Isto já não é verdadeiro. Exemplo de um caso limite. Imagine que todos os proprietários de prédios de uma pequena cidade eram judeus e faziam regras que proibiam os comentários anti-semitas, (provavelmente a ideia de cidade perderia-se num sistema ancap). Em consequência, os donos das estradas, estabeleciam por amizade para com os donos do prédio, que as pessoas que desrespeitassem essas regras, não teriam acesso às suas estradas e no seguimento os donos das praças, para não serem os únicos de fora faziam a mesma regra. Um senhor que vivia num desses prédios, fez um dia uma piada sobre o holocausto, e foi imediatamente expulso. Nem quero imaginar como deve ter conseguido sair de casa, uma vez que o passeio fora da sua ex-casa, pertencia ao amigo do dono, que concordou logo que o infractor não ia pisar a sua propriedade. O que quero demonstrar é que os proprietários ao estabelecerem as regras que entenderem, e a que têm direito, para a sua propriedade, faz com que os direitos de propriedade percam a sua importancia, ou até mesmo o seu sentido. No extremo, o que se cria são vários estados e se uma pessoa quiser fazer parte de um estado em que o direito de propriedade não tenha valor, este deixa de ter valor nesse estado. Também a livre circulação de pessoas, sendo ela própria derivada do direito de propriedade, perde o seu carácter. Uma pessoa deixa de ser livre para circular num território, submetendo-se às regras dos donos dos espaços de circulação.

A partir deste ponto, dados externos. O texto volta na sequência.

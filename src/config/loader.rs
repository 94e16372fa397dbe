//! Configuration loader with layered precedence
//!
//! Priority order (highest to lowest):
//! 1. CLI overrides
//! 2. Environment (`AWS_S3_BUCKET_NAME`, `AWS_S3_REGION`, ...)
//! 3. User config (./.s3mcp.toml, $S3MCP_CONFIG or ~/.config/s3mcp/config.toml)
//! 4. Built-in defaults

use crate::config::defaults::DEFAULT_KEY_PREFIX;
use crate::config::{AppConfig, BackendKind, ContentConfig, StorageConfig, UserConfig};
use crate::types::StorageError;
use std::path::{Path, PathBuf};
use tracing::{debug, info};

pub const ENV_BUCKET: &str = "AWS_S3_BUCKET_NAME";
pub const ENV_REGION: &str = "AWS_S3_REGION";
pub const ENV_ENDPOINT: &str = "AWS_ENDPOINT_URL";
pub const ENV_ALLOW_HTTP: &str = "S3MCP_ALLOW_HTTP";
pub const ENV_KEY_PREFIX: &str = "S3MCP_KEY_PREFIX";
pub const ENV_BACKEND: &str = "S3MCP_BACKEND";
pub const ENV_CONTENT_DIR: &str = "S3MCP_CONTENT_DIR";
pub const ENV_CONFIG: &str = "S3MCP_CONFIG";

/// Values supplied on the command line
#[derive(Debug, Clone, Default)]
pub struct ConfigOverrides {
    pub bucket: Option<String>,
    pub region: Option<String>,
    pub endpoint: Option<String>,
    pub backend: Option<BackendKind>,
    pub content_dir: Option<PathBuf>,
}

pub struct ConfigLoader {
    user_config: Option<UserConfig>,
}

impl ConfigLoader {
    /// Load the user config file, if any.
    ///
    /// An explicit path must exist; otherwise the usual locations are probed
    /// and a missing file is not an error.
    pub fn new(explicit: Option<&Path>) -> Result<Self, StorageError> {
        let user_config = match explicit {
            Some(path) => Some(Self::read_user_config(path)?),
            None => Self::load_user_config()?,
        };

        if user_config.is_some() {
            info!("Loaded user configuration");
        }

        Ok(Self { user_config })
    }

    /// Loader backed by an already-parsed config file
    pub fn with_user_config(user_config: Option<UserConfig>) -> Self {
        Self { user_config }
    }

    fn load_user_config() -> Result<Option<UserConfig>, StorageError> {
        let mut candidates = Vec::new();

        // Project-specific config
        if let Ok(cwd) = std::env::current_dir() {
            candidates.push(cwd.join(".s3mcp.toml"));
        }

        if let Ok(config_path) = std::env::var(ENV_CONFIG) {
            candidates.push(PathBuf::from(config_path));
        }

        // User-global config
        if let Some(config_dir) = dirs::config_dir() {
            candidates.push(config_dir.join("s3mcp").join("config.toml"));
        }

        for path in &candidates {
            if path.exists() {
                return Self::read_user_config(path).map(Some);
            }
        }

        debug!("No user config file found");
        Ok(None)
    }

    fn read_user_config(path: &Path) -> Result<UserConfig, StorageError> {
        debug!("Loading user config from: {}", path.display());
        let content = std::fs::read_to_string(path).map_err(|e| {
            StorageError::ConfigError(format!("Failed to read {}: {}", path.display(), e))
        })?;

        toml::from_str(&content).map_err(|e| {
            StorageError::ConfigError(format!("Failed to parse {}: {}", path.display(), e))
        })
    }

    /// Resolve the final configuration from the process environment
    pub fn resolve_from_env(&self, overrides: &ConfigOverrides) -> Result<AppConfig, StorageError> {
        self.resolve(overrides, |name| std::env::var(name).ok())
    }

    /// Resolve the final configuration.
    ///
    /// `env` looks up an environment variable; empty values count as unset.
    pub fn resolve<F>(&self, overrides: &ConfigOverrides, env: F) -> Result<AppConfig, StorageError>
    where
        F: Fn(&str) -> Option<String>,
    {
        let env = |name: &str| env(name).filter(|value| !value.trim().is_empty());
        let file = self.user_config.clone().unwrap_or_default();

        let bucket = overrides
            .bucket
            .clone()
            .or_else(|| env(ENV_BUCKET))
            .or(file.storage.bucket)
            .ok_or_else(|| {
                StorageError::ConfigError(format!(
                    "No bucket configured. Set {} or pass --bucket",
                    ENV_BUCKET
                ))
            })?;

        let region = overrides
            .region
            .clone()
            .or_else(|| env(ENV_REGION))
            .or(file.storage.region);

        let endpoint = overrides
            .endpoint
            .clone()
            .or_else(|| env(ENV_ENDPOINT))
            .or(file.storage.endpoint);

        let allow_http = match env(ENV_ALLOW_HTTP) {
            Some(value) => parse_bool(ENV_ALLOW_HTTP, &value)?,
            None => file.storage.allow_http.unwrap_or(false),
        };

        let mut key_prefix = env(ENV_KEY_PREFIX)
            .or(file.storage.key_prefix)
            .unwrap_or_else(|| DEFAULT_KEY_PREFIX.to_string());
        if !key_prefix.is_empty() && !key_prefix.ends_with('/') {
            key_prefix.push('/');
        }

        let backend = match overrides.backend {
            Some(backend) => backend,
            None => match env(ENV_BACKEND) {
                Some(value) => value.parse()?,
                None => file.storage.backend.unwrap_or_default(),
            },
        };

        let content_dir = overrides
            .content_dir
            .clone()
            .or_else(|| env(ENV_CONTENT_DIR).map(PathBuf::from))
            .or(file.content.content_dir);

        debug!(
            "Resolved configuration: bucket={}, region={:?}, backend={}",
            bucket, region, backend
        );

        Ok(AppConfig {
            storage: StorageConfig {
                bucket,
                region,
                endpoint,
                allow_http,
                key_prefix,
                backend,
            },
            content: ContentConfig { content_dir },
        })
    }
}

fn parse_bool(name: &str, value: &str) -> Result<bool, StorageError> {
    match value.trim().to_lowercase().as_str() {
        "1" | "true" | "yes" | "on" => Ok(true),
        "0" | "false" | "no" | "off" => Ok(false),
        other => Err(StorageError::ConfigError(format!(
            "Invalid boolean for {}: '{}'",
            name, other
        ))),
    }
}

#[cfg(test)]
mod tests {
    use super::*;
    use std::collections::HashMap;

    fn env_from(pairs: &[(&str, &str)]) -> impl Fn(&str) -> Option<String> {
        let map: HashMap<String, String> = pairs
            .iter()
            .map(|(k, v)| (k.to_string(), v.to_string()))
            .collect();
        move |name| map.get(name).cloned()
    }

    #[test]
    fn test_resolve_from_environment() {
        let loader = ConfigLoader::with_user_config(None);
        let config = loader
            .resolve(
                &ConfigOverrides::default(),
                env_from(&[(ENV_BUCKET, "uploads"), (ENV_REGION, "eu-west-1")]),
            )
            .unwrap();

        assert_eq!(config.storage.bucket, "uploads");
        assert_eq!(config.storage.region.as_deref(), Some("eu-west-1"));
        assert_eq!(config.storage.key_prefix, "user_uploads/");
        assert_eq!(config.storage.backend, BackendKind::S3);
        assert_eq!(config.content.content_dir, None);
    }

    #[test]
    fn test_region_left_to_client_when_unset() {
        let loader = ConfigLoader::with_user_config(None);
        // AWS_REGION is read by the S3 client itself, not by the loader
        let config = loader
            .resolve(
                &ConfigOverrides::default(),
                env_from(&[(ENV_BUCKET, "uploads"), ("AWS_REGION", "eu-central-1")]),
            )
            .unwrap();

        assert_eq!(config.storage.region, None);
    }

    #[test]
    fn test_missing_bucket_is_config_error() {
        let loader = ConfigLoader::with_user_config(None);
        let result = loader.resolve(&ConfigOverrides::default(), env_from(&[]));
        assert!(matches!(result, Err(StorageError::ConfigError(_))));
    }

    #[test]
    fn test_empty_env_value_counts_as_unset() {
        let loader = ConfigLoader::with_user_config(None);
        let result = loader.resolve(&ConfigOverrides::default(), env_from(&[(ENV_BUCKET, "  ")]));
        assert!(result.is_err());
    }

    #[test]
    fn test_precedence_cli_over_env_over_file() {
        let file: UserConfig = toml::from_str(
            r#"
            [storage]
            bucket = "from-file"
            region = "ap-south-1"
            key_prefix = "incoming"
            backend = "memory"

            [content]
            content_dir = "/srv/content"
            "#,
        )
        .unwrap();
        let loader = ConfigLoader::with_user_config(Some(file));

        let config = loader
            .resolve(&ConfigOverrides::default(), env_from(&[]))
            .unwrap();
        assert_eq!(config.storage.bucket, "from-file");
        assert_eq!(config.storage.region.as_deref(), Some("ap-south-1"));
        assert_eq!(config.storage.key_prefix, "incoming/");
        assert_eq!(config.storage.backend, BackendKind::Memory);
        assert_eq!(
            config.content.content_dir,
            Some(PathBuf::from("/srv/content"))
        );

        let config = loader
            .resolve(&ConfigOverrides::default(), env_from(&[(ENV_BUCKET, "from-env")]))
            .unwrap();
        assert_eq!(config.storage.bucket, "from-env");

        let overrides = ConfigOverrides {
            bucket: Some("from-cli".to_string()),
            backend: Some(BackendKind::S3),
            ..Default::default()
        };
        let config = loader
            .resolve(&overrides, env_from(&[(ENV_BUCKET, "from-env")]))
            .unwrap();
        assert_eq!(config.storage.bucket, "from-cli");
        assert_eq!(config.storage.backend, BackendKind::S3);
    }

    #[test]
    fn test_invalid_backend_and_bool() {
        let loader = ConfigLoader::with_user_config(None);

        let result = loader.resolve(
            &ConfigOverrides::default(),
            env_from(&[(ENV_BUCKET, "b"), (ENV_BACKEND, "gcs")]),
        );
        assert!(matches!(result, Err(StorageError::ConfigError(_))));

        let result = loader.resolve(
            &ConfigOverrides::default(),
            env_from(&[(ENV_BUCKET, "b"), (ENV_ALLOW_HTTP, "maybe")]),
        );
        assert!(matches!(result, Err(StorageError::ConfigError(_))));

        let config = loader
            .resolve(
                &ConfigOverrides::default(),
                env_from(&[(ENV_BUCKET, "b"), (ENV_ALLOW_HTTP, "true")]),
            )
            .unwrap();
        assert!(config.storage.allow_http);
    }

    #[test]
    fn test_explicit_config_file() {
        let dir = tempfile::tempdir().unwrap();
        let path = dir.path().join("s3mcp.toml");
        std::fs::write(&path, "[storage]\nbucket = \"explicit\"\n").unwrap();

        let loader = ConfigLoader::new(Some(path.as_path())).unwrap();
        let config = loader
            .resolve(&ConfigOverrides::default(), env_from(&[]))
            .unwrap();
        assert_eq!(config.storage.bucket, "explicit");

        let missing = ConfigLoader::new(Some(dir.path().join("nope.toml").as_path()));
        assert!(missing.is_err());
    }
}
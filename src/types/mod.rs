//! Shared types

mod errors;

pub use errors::{Result, StorageError};
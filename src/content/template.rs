//! Minimal placeholder substitution for prompt templates
//!
//! `{name}` is replaced by the value bound to `name`; `{{` and `}}` produce
//! literal braces. Anything else involving a brace is an error.

use crate::types::StorageError;
use std::collections::HashMap;

pub fn render(template: &str, vars: &HashMap<&str, &str>) -> Result<String, StorageError> {
    let mut output = String::with_capacity(template.len());
    let mut chars = template.chars().peekable();

    while let Some(c) = chars.next() {
        match c {
            '{' if chars.peek() == Some(&'{') => {
                chars.next();
                output.push('{');
            }
            '}' if chars.peek() == Some(&'}') => {
                chars.next();
                output.push('}');
            }
            '{' => {
                let mut name = String::new();
                loop {
                    match chars.next() {
                        Some('}') => break,
                        Some('{') | None => {
                            return Err(StorageError::Template(
                                "Unterminated placeholder".to_string(),
                            ));
                        }
                        Some(c) => name.push(c),
                    }
                }

                let value = vars.get(name.trim()).ok_or_else(|| {
                    StorageError::Template(format!("Unknown placeholder '{}'", name))
                })?;
                output.push_str(value);
            }
            '}' => {
                return Err(StorageError::Template(
                    "Single '}' encountered in template".to_string(),
                ));
            }
            c => output.push(c),
        }
    }

    Ok(output)
}
//! MCP protocol types (JSON-RPC 2.0 over stdio)

use serde::{Deserialize, Serialize};
use serde_json::Value;

pub const PARSE_ERROR: i32 = -32700;
pub const INVALID_REQUEST: i32 = -32600;
pub const METHOD_NOT_FOUND: i32 = -32601;
pub const INVALID_PARAMS: i32 = -32602;
pub const INTERNAL_ERROR: i32 = -32603;

pub const PROTOCOL_VERSION: &str = "2024-11-05";

/// JSON-RPC 2.0 Request. Without an `id` it is a notification.
#[derive(Debug, Clone, Serialize, Deserialize)]
pub struct JsonRpcRequest {
    pub jsonrpc: String,
    #[serde(skip_serializing_if = "Option::is_none")]
    pub id: Option<Value>,
    pub method: String,
    #[serde(skip_serializing_if = "Option::is_none")]
    pub params: Option<Value>,
}

/// JSON-RPC 2.0 Response
#[derive(Debug, Clone, Serialize, Deserialize)]
pub struct JsonRpcResponse {
    pub jsonrpc: String,
    pub id: Value,
    #[serde(skip_serializing_if = "Option::is_none")]
    pub result: Option<Value>,
    #[serde(skip_serializing_if = "Option::is_none")]
    pub error: Option<JsonRpcError>,
}

impl JsonRpcResponse {
    pub fn success(id: Value, result: Value) -> Self {
        Self {
            jsonrpc: "2.0".to_string(),
            id,
            result: Some(result),
            error: None,
        }
    }

    pub fn error(id: Value, error: JsonRpcError) -> Self {
        Self {
            jsonrpc: "2.0".to_string(),
            id,
            result: None,
            error: Some(error),
        }
    }
}

/// JSON-RPC 2.0 Error
#[derive(Debug, Clone, Serialize, Deserialize)]
pub struct JsonRpcError {
    pub code: i32,
    pub message: String,
    #[serde(skip_serializing_if = "Option::is_none")]
    pub data: Option<Value>,
}

impl JsonRpcError {
    pub fn new(code: i32, message: impl Into<String>) -> Self {
        Self {
            code,
            message: message.into(),
            data: None,
        }
    }
}

// Lifecycle

#[derive(Debug, Clone, Default, Serialize, Deserialize)]
#[serde(default, rename_all = "camelCase")]
pub struct InitializeParams {
    pub protocol_version: Option<String>,
    pub capabilities: Value,
    pub client_info: Option<ClientInfo>,
}

#[derive(Debug, Clone, Serialize, Deserialize)]
pub struct ClientInfo {
    pub name: String,
    #[serde(default)]
    pub version: Option<String>,
}

#[derive(Debug, Clone, Serialize, Deserialize)]
#[serde(rename_all = "camelCase")]
pub struct InitializeResult {
    pub protocol_version: String,
    pub capabilities: ServerCapabilities,
    pub server_info: ServerInfo,
}

#[derive(Debug, Clone, Serialize, Deserialize)]
pub struct ServerCapabilities {
    #[serde(skip_serializing_if = "Option::is_none")]
    pub experimental: Option<Value>,
    #[serde(skip_serializing_if = "Option::is_none")]
    pub logging: Option<Value>,
    #[serde(skip_serializing_if = "Option::is_none")]
    pub prompts: Option<Value>,
    #[serde(skip_serializing_if = "Option::is_none")]
    pub resources: Option<Value>,
    #[serde(skip_serializing_if = "Option::is_none")]
    pub tools: Option<Value>,
}

#[derive(Debug, Clone, Serialize, Deserialize)]
pub struct ServerInfo {
    pub name: String,
    pub version: String,
}

// Tools

#[derive(Debug, Clone, Serialize, Deserialize)]
#[serde(rename_all = "camelCase")]
pub struct Tool {
    pub name: String,
    pub description: String,
    pub input_schema: Value,
}

#[derive(Debug, Clone, Serialize, Deserialize)]
pub struct ListToolsResult {
    pub tools: Vec<Tool>,
}

#[derive(Debug, Clone, Serialize, Deserialize)]
pub struct CallToolParams {
    pub name: String,
    #[serde(default)]
    pub arguments: Option<Value>,
}

#[derive(Debug, Clone, Serialize, Deserialize)]
#[serde(rename_all = "camelCase")]
pub struct CallToolResult {
    pub content: Vec<ToolContent>,
    #[serde(skip_serializing_if = "Option::is_none")]
    pub is_error: Option<bool>,
}

impl CallToolResult {
    pub fn text(text: impl Into<String>) -> Self {
        Self {
            content: vec![ToolContent::Text { text: text.into() }],
            is_error: None,
        }
    }

    pub fn error(text: impl Into<String>) -> Self {
        Self {
            content: vec![ToolContent::Text { text: text.into() }],
            is_error: Some(true),
        }
    }
}

#[derive(Debug, Clone, Serialize, Deserialize)]
#[serde(tag = "type", rename_all = "lowercase")]
pub enum ToolContent {
    Text { text: String },
}

// Resources

#[derive(Debug, Clone, Serialize, Deserialize)]
#[serde(rename_all = "camelCase")]
pub struct Resource {
    pub uri: String,
    pub name: String,
    #[serde(skip_serializing_if = "Option::is_none")]
    pub description: Option<String>,
    #[serde(skip_serializing_if = "Option::is_none")]
    pub mime_type: Option<String>,
}

#[derive(Debug, Clone, Serialize, Deserialize)]
pub struct ListResourcesResult {
    pub resources: Vec<Resource>,
}

#[derive(Debug, Clone, Serialize, Deserialize)]
pub struct ReadResourceParams {
    pub uri: String,
}

#[derive(Debug, Clone, Serialize, Deserialize)]
pub struct ReadResourceResult {
    pub contents: Vec<ResourceContents>,
}

#[derive(Debug, Clone, Serialize, Deserialize)]
#[serde(rename_all = "camelCase")]
pub struct ResourceContents {
    pub uri: String,
    #[serde(skip_serializing_if = "Option::is_none")]
    pub mime_type: Option<String>,
    pub text: String,
}

// Prompts

#[derive(Debug, Clone, Serialize, Deserialize)]
pub struct Prompt {
    pub name: String,
    #[serde(skip_serializing_if = "Option::is_none")]
    pub description: Option<String>,
    pub arguments: Vec<PromptArgument>,
}

#[derive(Debug, Clone, Serialize, Deserialize)]
pub struct PromptArgument {
    pub name: String,
    #[serde(skip_serializing_if = "Option::is_none")]
    pub description: Option<String>,
    pub required: bool,
}

#[derive(Debug, Clone, Serialize, Deserialize)]
pub struct ListPromptsResult {
    pub prompts: Vec<Prompt>,
}

#[derive(Debug, Clone, Serialize, Deserialize)]
pub struct GetPromptParams {
    pub name: String,
    #[serde(default)]
    pub arguments: Option<serde_json::Map<String, Value>>,
}

#[derive(Debug, Clone, Serialize, Deserialize)]
pub struct GetPromptResult {
    #[serde(skip_serializing_if = "Option::is_none")]
    pub description: Option<String>,
    pub messages: Vec<PromptMessage>,
}

#[derive(Debug, Clone, Serialize, Deserialize)]
pub struct PromptMessage {
    pub role: String,
    pub content: ToolContent,
}
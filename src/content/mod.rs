//! Static resources and prompt templates
//!
//! With a content directory configured, files are read on every request so
//! edits show up without a restart. Without one, the texts compiled into the
//! binary are served, so the result never depends on the working directory.
//! Failures are folded into the returned text rather than raised; the host
//! shows whatever comes back.

mod template;

pub use template::render;

use crate::config::ContentConfig;
use std::collections::HashMap;
use std::io::ErrorKind;
use std::path::PathBuf;
use tracing::{debug, warn};

pub const COMPANY_INFO_URI: &str = "resource://company_info";
pub const COMPANY_INFO_NAME: &str = "Company Info";
pub const COMPANY_INFO_DESCRIPTION: &str =
    "Provides information about InnoWave Technologies, a leading provider of AI-powered solutions.";

pub const JOB_DESCRIPTION_PROMPT: &str = "Create Job Description";
pub const JOB_DESCRIPTION_PROMPT_DESCRIPTION: &str =
    "Creates a job description for a given role, using the company information.";

const RESOURCE_FILE: &str = "resource.txt";
const PROMPT_FILE: &str = "prompt.txt";

const BUILTIN_RESOURCE: &str = include_str!("../../content/resource.txt");
const BUILTIN_PROMPT: &str = include_str!("../../content/prompt.txt");

pub struct ContentLibrary {
    content_dir: Option<PathBuf>,
}

impl ContentLibrary {
    pub fn new(config: &ContentConfig) -> Self {
        match &config.content_dir {
            Some(dir) => debug!("Serving content from {}", dir.display()),
            None => debug!("Serving built-in content"),
        }
        Self {
            content_dir: config.content_dir.clone(),
        }
    }

    /// Text of the company info resource
    pub async fn company_info(&self) -> String {
        match self.read(RESOURCE_FILE).await {
            Ok(text) => text,
            Err(message) => message,
        }
    }

    /// Job description prompt with `{job_title}` filled in
    pub async fn job_description_prompt(&self, job_title: &str) -> String {
        let template = match self.read(PROMPT_FILE).await {
            Ok(text) => text,
            Err(message) => return message,
        };

        let vars = HashMap::from([("job_title", job_title)]);
        match render(&template, &vars) {
            Ok(prompt) => prompt,
            Err(e) => {
                warn!("Failed to render {}: {}", PROMPT_FILE, e);
                format!("An error occurred: {}", e)
            }
        }
    }

    async fn read(&self, file_name: &str) -> Result<String, String> {
        let Some(dir) = &self.content_dir else {
            return Ok(builtin(file_name).to_string());
        };

        let path = dir.join(file_name);
        tokio::fs::read_to_string(&path).await.map_err(|e| {
            warn!("Failed to read {}: {}", path.display(), e);
            if e.kind() == ErrorKind::NotFound {
                format!("Error: {} not found at {}", file_name, path.display())
            } else {
                format!("An error occurred: {}", e)
            }
        })
    }
}

fn builtin(file_name: &str) -> &'static str {
    if file_name == PROMPT_FILE {
        BUILTIN_PROMPT
    } else {
        BUILTIN_RESOURCE
    }
}
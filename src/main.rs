use anyhow::Result;
use clap::Parser;
use s3mcp::config::{BackendKind, ConfigOverrides};
use std::path::PathBuf;
use std::sync::Arc;
use tracing::{info, Level};
use tracing_subscriber::{fmt, EnvFilter};

/// Object storage tools for Model Context Protocol
///
/// Serves upload, metadata and download tools for one S3 bucket over stdio.
#[derive(Parser, Debug)]
#[command(name = "s3mcp")]
#[command(author, version, about, long_about = None)]
struct Args {
    /// Bucket to operate on (overrides AWS_S3_BUCKET_NAME)
    #[arg(short, long)]
    bucket: Option<String>,

    /// Bucket region (overrides AWS_S3_REGION)
    #[arg(short, long)]
    region: Option<String>,

    /// Custom S3-compatible endpoint (overrides AWS_ENDPOINT_URL)
    #[arg(long)]
    endpoint: Option<String>,

    /// Storage backend: s3 or memory
    #[arg(long, value_parser = parse_backend)]
    backend: Option<BackendKind>,

    /// Directory containing resource.txt and prompt.txt (built-in texts if unset)
    #[arg(long)]
    content_dir: Option<PathBuf>,

    /// Path to a config file
    ///
    /// If not specified, looks for:
    /// 1. ./.s3mcp.toml
    /// 2. $S3MCP_CONFIG
    /// 3. ~/.config/s3mcp/config.toml
    #[arg(short, long)]
    config: Option<PathBuf>,

    /// Log level (trace, debug, info, warn, error)
    #[arg(short, long, default_value = "info")]
    log_level: String,

    /// Log to file instead of stderr
    #[arg(long)]
    log_file: Option<PathBuf>,
}

fn parse_backend(value: &str) -> Result<BackendKind, String> {
    value.parse().map_err(|e: s3mcp::StorageError| e.to_string())
}

fn setup_logging(log_level: &str, log_file: Option<PathBuf>) -> Result<()> {
    let level = match log_level.to_lowercase().as_str() {
        "trace" => Level::TRACE,
        "debug" => Level::DEBUG,
        "info" => Level::INFO,
        "warn" => Level::WARN,
        "error" => Level::ERROR,
        _ => Level::INFO,
    };

    let filter = EnvFilter::from_default_env()
        .add_directive(level.into());

    let subscriber = fmt()
        .with_env_filter(filter)
        .with_target(true)
        .with_thread_ids(true)
        .with_file(true)
        .with_line_number(true)
        .with_ansi(false);

    if let Some(log_path) = log_file {
        let file = std::fs::File::create(log_path)?;
        subscriber.with_writer(file).init();
    } else {
        subscriber.with_writer(std::io::stderr).init();
    }

    Ok(())
}

#[tokio::main]
async fn main() -> Result<()> {
    let args = Args::parse();

    // Pick up AWS_* settings from a local .env before anything reads them
    let dotenv_path = dotenvy::dotenv().ok();

    setup_logging(&args.log_level, args.log_file)?;

    info!("Starting s3mcp v{}", env!("CARGO_PKG_VERSION"));
    if let Some(path) = dotenv_path {
        info!("Loaded environment from {}", path.display());
    }

    let loader = match s3mcp::ConfigLoader::new(args.config.as_deref()) {
        Ok(loader) => loader,
        Err(e) => {
            eprintln!("Failed to load configuration: {}", e);
            return Err(e.into());
        }
    };

    let overrides = ConfigOverrides {
        bucket: args.bucket,
        region: args.region,
        endpoint: args.endpoint,
        backend: args.backend,
        content_dir: args.content_dir,
    };

    let config = match loader.resolve_from_env(&overrides) {
        Ok(config) => config,
        Err(e) => {
            eprintln!("Invalid configuration: {}", e);
            return Err(e.into());
        }
    };

    info!("Configuration loaded successfully");

    let storage = match s3mcp::StorageManager::from_config(config.storage) {
        Ok(storage) => Arc::new(storage),
        Err(e) => {
            eprintln!("Failed to create storage manager: {}", e);
            return Err(e.into());
        }
    };

    let content = Arc::new(s3mcp::ContentLibrary::new(&config.content));

    let mcp_server = s3mcp::McpServer::new(storage, content);

    info!("s3mcp server starting - ready to accept MCP requests on stdio");

    // Run MCP server (this blocks until client disconnects)
    match mcp_server.run().await {
        Ok(()) => {
            info!("MCP server stopped normally");
        }
        Err(e) => {
            eprintln!("MCP server error: {}", e);
            return Err(e);
        }
    }

    info!("s3mcp shut down successfully");

    Ok(())
}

“e se houvesse procura (como há) para "espaços públicos", haveria naturalmente uma oferta”

Basta a procura ser pouca, para não existir espaços realmente “públicos”. Esses espaços seriam para um determinado tipo de pessoas, e o sentido de espaço público desaparecia. Uma pessoa quer ir tocar guitarra para uma praça, o dono não vê qualquer proveito nisso, então proíbe. Mais uma vez os direitos individuais perdem a sua importância.

Tiago

Anónimo disse...

2/2

“e ainda: num espaço genuinamente público, o que existe (em vez de discriminação voluntária fundada na propriedade) é integração forçada. por exemplo, se eu morar num sítio relativamente seguro nada impede que criminosos viagem por "espaços públicos" e me venham incomodar à porta de casa.”

Primeiro, isso não é integração forçada. E segundo, também nada impede que criminosos viajem por espaços privados e que me venham incomodar à porta de casa. Podem-me, como já fizeram na realidade, assaltar a casa pelo terreno do vizinho. E nada impede de haver segurança num espaço público. Já num espaço privado, é-me mais dificil ter segurança. Se o proprietário da minha rua não estiver interessado em segurança, não terei acesso a ela.

O que estou a tentar realçar é a importância da existência de espaços públicos, submetidos a uma constituição comum. A teoria ancap pode funcionar em termos lógicos, no sentido de um mais um igual a dois, mas na prática acaba por se auto destruir. E autodestrói-se porque a nossa propriedade (o nosso corpo) pode muito bem estar sobre outra propriedade. E, como afirmei anteriormente, o que prevalece não são os direitos de propriedade individual, mas os direitos que cada proprietário estabelece para o seu território, e que as pessoas têm que aceitar, nem que seja à falta de alternativas. O que concluo é a necessidade de existência de um sistema em que direitos tais como a liberdade de expressão e a liberdade de circulação, (e não interessa que sejam parte do mesmo direito), sejam assegurados, mesmo que de uma forma totalmente privada, mas que não exclui a necessidade de um Estado, que no mínimo (idealmente) permita a existência desses espaços.

Tiago

(algum problema com o tamanho do texto, não tenho certezas de como foi enviado)

Miguel Madeira disse...

Dois artigos de um anarco-capitalista sobre o assunto:

http://libertariannation.org/a/f33l2.html

http://libertariannation.org/a/f53l1.html

Rui Botelho Rodrigues disse...

Caro Tiago,

não conheço os textos que o Miguel recomendou, mas aviso já que o Rod. Long pertence mais ao "left wing" do anarco-capitalismo.